Part 2: Deployment and search integration

In part 1 we trained, tuned, and tested a CNN to categorize illustration styles at Unsplash. In this post, we’ll get it out of the lab and into production.

The current state of affairs

Well… it’s been, what, six months? Time flies. To be honest, the project has been running in production for quite some time, but I’ve been procrastinating writing this follow-up post.

I’ve got my enhanced coffee (read: anti-procrastination fuel), so let’s do this.

Just to be crystal clear, we are deploying an ML model to categorize illustration styles on Unsplash. The goal is to improve search and discovery of illustrations by allowing users to filter results by style.

Here’s a little sneak peek of the feature in action:

Let’s now rewind a little bit and see how we got here.

The inference phase

The model has been trained and is ready for its first center-stage appearance. The time has come to set it loose. This is the inference phase: predictions step out of the lab and into the real world. We deploy, we integrate, and we listen closely as the model speaks.

Of course, the real world comes with network issues, IAM roles, Docker images, and the occasional existential crisis.

MLOps and infrastructure work are an integral part of developing and deploying machine learning models. As with the rest of this project, I had to learn how to deploy models on the go. At Unsplash, we were already all-in on AWS so naturally this was the first place I looked.

After skimming the options, I landed on SageMaker, AWS’s managed service for building, training, and deploying machine learning models at scale. SageMaker has a lot of features and figuring out what exactly we needed took some time. First, we need to clarify the two main ways of running inference in production:

Online inference: latency sensitive, over the network HTTP endpoint for real-time predictions.
Batch inference: offline processing of input batches.

Usually, the differentiating factors for choosing either are latency requirements, access, and cost. Does the model need to respond in real-time to user requests or can we afford processing inputs later?

The search feature we were trying to build required categorizing illustration styles. Essentially, we wanted to store the predicted category alongside the image metadata in our database and make it available at search time. This task doesn’t require the model to be always available and respond in real time. Instead, we can batch process a bunch of illustrations and send them to the model every once in a while. This makes batch inference the perfect fit for our use case.

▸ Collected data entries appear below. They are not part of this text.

//! Errors surfaced by the edge triggers.

use thiserror::Error;

/// Failures that reach a trigger's caller.
///
/// Fetch failures inside the response rewriter are not listed here: they are
/// turned into a 500 response and never leave the rewriter.
#[derive(Debug, Error)]
pub enum EdgeError {
    #[error("edge event contains no records")]
    EmptyEvent,
    #[error("edge event has no response record; origin-response trigger expected")]
    MissingResponse,
    #[error("invalid redirect pattern: {0}")]
    Pattern(#[from] regex::Error),
    #[error("failed to build HTTP client: {0}")]
    Client(#[from] reqwest::Error),
}

impl EdgeError {
    /// Short classification string used for logging.
    pub fn category(&self) -> &'static str {
        match self {
            EdgeError::EmptyEvent | EdgeError::MissingResponse => "event",
            EdgeError::Pattern(_) => "pattern",
            EdgeError::Client(_) => "client",
        }
    }
}

/// Convert an edge error into the Lambda runtime error type.
pub fn lambda_error(err: EdgeError) -> lambda_runtime::Error {
    let category = err.category();
    let message = err.to_string();
    tracing::error!(category = %category, error = ?err, message = %message, "edge trigger failed");
    lambda_runtime::Error::from(message)
}
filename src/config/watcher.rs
//! Configuration file watcher for hot reload.

use std::path::{Path, PathBuf};
use std::time::Duration;

use notify::{Config, Event, RecommendedWatcher, RecursiveMode, Watcher};
use tokio::sync::mpsc;

use crate::config::loader::load_config;
use crate::config::schema::EdgeConfig;

/// A watcher that monitors the configuration file for changes.
pub struct ConfigWatcher {
    path: PathBuf,
    update_tx: mpsc::UnboundedSender<EdgeConfig>,
}

impl ConfigWatcher {
    /// Create a new ConfigWatcher.
    ///
    /// Returns the watcher and a receiver for configuration updates.
    pub fn new(path: &Path) -> (Self, mpsc::UnboundedReceiver<EdgeConfig>) {
        let (update_tx, update_rx) = mpsc::unbounded_channel();

        (
            Self {
                path: path.to_path_buf(),
                update_tx,
            },
            update_rx,
        )
    }

    /// Start watching the file. The returned watcher must be kept alive.
    pub fn run(self) -> Result<RecommendedWatcher, notify::Error> {
        let tx = self.update_tx.clone();
        let path = self.path.clone();

        let mut watcher = RecommendedWatcher::new(
            move |res: notify::Result<Event>| match res {
                Ok(event) => {
                    if event.kind.is_modify() || event.kind.is_create() {
                        tracing::info!(path = ?path, "Config file change detected, reloading");
                        match load_config(&path) {
                            Ok(new_config) => {
                                let _ = tx.send(new_config);
                            }
                            Err(e) => {
                                tracing::error!(
                                    error = %e,
                                    "Failed to reload config, keeping current configuration"
                                );
                            }
                        }
                    }
                }
                Err(e) => tracing::error!(error = ?e, "Watch error"),
            },
            Config::default().with_poll_interval(Duration::from_secs(2)),
        )?;

        watcher.watch(&self.path, RecursiveMode::NonRecursive)?;

        tracing::info!(path = ?self.path, "Config watcher started");
        Ok(watcher)
    }
}
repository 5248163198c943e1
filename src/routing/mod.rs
//! Cache-behavior routing for the emulator.
//!
//! # Data Flow
//! ```text
//! Incoming request path
//!     → router.rs (behaviors in configured order)
//!     → matcher.rs (CloudFront path pattern)
//!     → Behavior (origin + attached edge triggers)
//!     → default behavior when nothing matched
//! ```
//!
//! # Design Decisions
//! - Behaviors compiled at startup, immutable at runtime (swapped on reload)
//! - First match wins, in configured order, like CloudFront precedence
//! - Always resolves: the default behavior catches the rest

pub mod matcher;
pub mod router;

pub use matcher::PathPattern;
pub use router::{Behavior, BehaviorTable, Origin, RoutingError};
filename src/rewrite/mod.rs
//! Origin-response rewriter for single-page applications.
//!
//! # Data Flow
//! ```text
//! CfRequest + CfResponse (from origin)
//!     → should_replace? (GET and 403/404)
//!         no  → original CfResponse (pass-through)
//!         yes → fetch.rs (GET /index.html on the distribution domain)
//!                 ok  → 200 + allow-listed headers + document body
//!                 err → 500 text/plain, fixed body
//! ```
//!
//! # Design Decisions
//! - The rewriter never fails on fetch errors; the CDN always gets a response
//! - One fetch, no retries, client-default timeout unless configured
//! - The fetcher is a trait so tests and the emulator can swap it

mod fetch;

pub use fetch::{FetchError, FetchedDocument, HttpIndexFetcher, IndexFetcher};

use std::time::{Duration, Instant};

use crate::config::RewriteConfig;
use crate::edge::headers::{default_document_headers, wrap_and_filter, DEFAULT_ALLOWED_HEADERS};
use crate::edge::{CfRecord, CfRequest, CfResponse, EdgeHeaders, EdgeResult, HeaderEntry};
use crate::error::EdgeError;
use crate::observability::metrics;

pub const DEFAULT_INDEX_DOCUMENT: &str = "index.html";
pub const DEFAULT_ERROR_BODY: &str = "An error occurred loading the page";
pub const DEFAULT_FETCH_SCHEME: &str = "https";

/// Statuses S3 answers for a key that does not exist.
const MISS_STATUSES: [&str; 2] = ["403", "404"];

/// Outcome of the origin-response trigger.
#[derive(Debug, Clone, PartialEq)]
pub enum Rewrite {
    /// Not a client-side route miss; the origin response goes out untouched.
    PassThrough(CfResponse),
    /// Index document substituted.
    Replaced(CfResponse),
    /// Index fetch failed; fixed 500 substituted.
    Failed(CfResponse),
}

impl Rewrite {
    pub fn is_pass_through(&self) -> bool {
        matches!(self, Rewrite::PassThrough(_))
    }

    pub fn into_response(self) -> CfResponse {
        match self {
            Rewrite::PassThrough(r) | Rewrite::Replaced(r) | Rewrite::Failed(r) => r,
        }
    }

    pub fn into_result(self) -> EdgeResult {
        EdgeResult::Response(self.into_response())
    }
}

/// Substitutes the SPA index document for client-side route misses.
#[derive(Debug, Clone)]
pub struct ResponseRewriter<F = HttpIndexFetcher> {
    fetcher: F,
    index_path: String,
    allowed_headers: Vec<String>,
    error_body: String,
}

impl ResponseRewriter<HttpIndexFetcher> {
    pub fn from_config(config: &RewriteConfig) -> Result<Self, EdgeError> {
        let fetcher = HttpIndexFetcher::new(
            config.fetch_scheme.as_deref().unwrap_or(DEFAULT_FETCH_SCHEME),
            config.fetch_timeout_secs.map(Duration::from_secs),
        )?;
        Ok(Self::with_config(fetcher, config))
    }
}

impl<F: IndexFetcher> ResponseRewriter<F> {
    /// Rewriter with the default index document, allow-list and error body.
    pub fn new(fetcher: F) -> Self {
        Self {
            fetcher,
            index_path: format!("/{DEFAULT_INDEX_DOCUMENT}"),
            allowed_headers: DEFAULT_ALLOWED_HEADERS.iter().map(|h| h.to_string()).collect(),
            error_body: DEFAULT_ERROR_BODY.to_string(),
        }
    }

    pub fn with_config(fetcher: F, config: &RewriteConfig) -> Self {
        Self {
            fetcher,
            index_path: format!("/{}", config.index_document.trim_start_matches('/')),
            allowed_headers: config
                .allowed_headers
                .iter()
                .map(|h| h.to_ascii_lowercase())
                .collect(),
            error_body: config.error_body.clone(),
        }
    }

    pub fn index_path(&self) -> &str {
        &self.index_path
    }

    /// The index fetch itself. A proxy running this rewriter in front of the
    /// same domain must not rewrite it, or a missing index loops.
    pub fn is_index_request(&self, request: &CfRequest) -> bool {
        request.uri == self.index_path
    }

    /// A `GET` that the origin answered with 403 or 404.
    pub fn should_replace(request: &CfRequest, response: &CfResponse) -> bool {
        request.method == "GET" && MISS_STATUSES.contains(&response.status.as_str())
    }

    /// Apply the rewrite. Never fails: fetch errors become a 500 response.
    pub async fn rewrite(&self, request: &CfRequest, response: CfResponse, domain: &str) -> Rewrite {
        if !Self::should_replace(request, &response) {
            metrics::record_rewrite("pass_through");
            return Rewrite::PassThrough(response);
        }

        tracing::info!(
            uri = %request.uri,
            status = %response.status,
            domain = %domain,
            index = %self.index_path,
            "Client-side route miss, substituting index document"
        );

        let started = Instant::now();
        let fetched = self.fetcher.fetch(domain, &self.index_path).await;
        metrics::record_index_fetch(started, fetched.is_ok());

        match fetched {
            Ok(document) => {
                metrics::record_rewrite("replaced");
                Rewrite::Replaced(self.document_response(document))
            }
            Err(err) => {
                tracing::warn!(
                    uri = %request.uri,
                    domain = %domain,
                    error = %err,
                    "Index document fetch failed"
                );
                metrics::record_rewrite("failed");
                Rewrite::Failed(self.error_response())
            }
        }
    }

    /// Record-level entry point for the origin-response trigger.
    pub async fn handle(&self, record: CfRecord) -> Result<Rewrite, EdgeError> {
        let CfRecord {
            config,
            request,
            response,
        } = record;
        let response = response.ok_or(EdgeError::MissingResponse)?;

        Ok(self
            .rewrite(&request, response, &config.distribution_domain_name)
            .await)
    }

    /// The fixed response used when the index document cannot be loaded.
    pub fn error_response(&self) -> CfResponse {
        let mut headers = EdgeHeaders::new();
        headers.insert(
            "content-type".to_string(),
            vec![HeaderEntry::new("text/plain")],
        );
        CfResponse::new("500", headers).with_body(self.error_body.clone())
    }

    fn document_response(&self, document: FetchedDocument) -> CfResponse {
        let mut headers = if document.headers.is_empty() {
            default_document_headers()
        } else {
            wrap_and_filter(document.headers, &self.allowed_headers)
        };

        // The body is decoded text; a length measured on the wire may not match it.
        let stale_length = headers.get("content-length").is_some_and(|entries| {
            entries
                .iter()
                .any(|e| e.value.trim().parse::<usize>().ok() != Some(document.body.len()))
        });
        if stale_length {
            tracing::debug!(index = %self.index_path, "Dropping content-length of decoded index body");
            headers.remove("content-length");
        }

        CfResponse::new("200", headers).with_body(document.body)
    }
}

And guess what? We decided to do online inference 😅. Online inference wasn’t the cheapest option, but it was the lowest-friction option and we cared more about shipping a usable feature than building a perfect pipeline upfront.

Sometimes the right architecture is the one that ships before your model becomes a forgotten MLflow artifact.

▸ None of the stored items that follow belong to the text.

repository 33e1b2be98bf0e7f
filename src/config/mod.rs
//! Configuration module.

mod loader;
mod types;

pub use loader::*;
pub use types::*;
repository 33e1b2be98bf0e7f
//! Configuration file loader.

use std::path::{Path, PathBuf};

use super::ClientConfig;

const LOCAL_CONFIG_FILE: &str = ".gerrit-stream.toml";
const APP_DIR: &str = "gerrit-stream";

/// Configuration loader that searches multiple locations.
#[derive(Debug)]
pub struct ConfigLoader {
    /// Search paths in order of priority.
    search_paths: Vec<PathBuf>,
}

impl ConfigLoader {
    /// Create a new config loader with default search paths.
    #[must_use]
    pub fn new() -> Self {
        let mut search_paths = vec![PathBuf::from(LOCAL_CONFIG_FILE)];

        if let Some(config_dir) = dirs::config_dir() {
            search_paths.push(config_dir.join(APP_DIR).join("config.toml"));
        }

        Self { search_paths }
    }

    /// Create a config loader with a specific config file path.
    #[must_use]
    pub fn with_path(path: PathBuf) -> Self {
        Self {
            search_paths: vec![path],
        }
    }

    /// Load configuration from the first available file, or return defaults.
    ///
    /// # Errors
    ///
    /// Returns an error if a config file exists but cannot be parsed.
    pub fn load(&self) -> Result<ClientConfig, ConfigError> {
        match self.find_config_file() {
            Some(path) => {
                tracing::debug!(path = %path.display(), "Loading config file");
                Self::load_from_path(&path)
            }
            None => {
                tracing::debug!("No config file found, using defaults");
                Ok(ClientConfig::default())
            }
        }
    }

    /// Load configuration from a specific path.
    ///
    /// # Errors
    ///
    /// Returns an error if the file cannot be read or parsed.
    pub fn load_from_path(path: &Path) -> Result<ClientConfig, ConfigError> {
        let content = std::fs::read_to_string(path).map_err(|e| ConfigError::ReadError {
            path: path.to_path_buf(),
            source: e,
        })?;

        toml::from_str(&content).map_err(|e| ConfigError::ParseError {
            path: path.to_path_buf(),
            source: e,
        })
    }

    #[must_use]
    pub fn search_paths(&self) -> &[PathBuf] {
        &self.search_paths
    }

    /// Find the first config file that exists.
    #[must_use]
    pub fn find_config_file(&self) -> Option<PathBuf> {
        self.search_paths.iter().find(|p| p.exists()).cloned()
    }
}

impl Default for ConfigLoader {
    fn default() -> Self {
        Self::new()
    }
}

/// Errors that can occur during configuration loading.
#[derive(Debug, thiserror::Error)]
pub enum ConfigError {
    #[error("Failed to read config file {path}: {source}")]
    ReadError {
        path: PathBuf,
        source: std::io::Error,
    },

    #[error("Failed to parse config file {path}: {source}")]
    ParseError {
        path: PathBuf,
        source: toml::de::Error,
    },
}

Having a live endpoint anyone in the company could invoke and get predictions right away was the most straightforward version. Batch inference would have required more moving parts: scheduling transform jobs, storing the results in S3, having the backend read from S3 and store it in Postgres for finally making it available in the search index. We’re not ruling out the possibility of switching to batch inference in the future if we find out that online inference becomes too costly.

Deploying the model

If you read the previous post, you’ll know that we tracked our model parameters using MLflow. We also logged the trained model as a pyfunc model so it could be easily loaded back up for inference.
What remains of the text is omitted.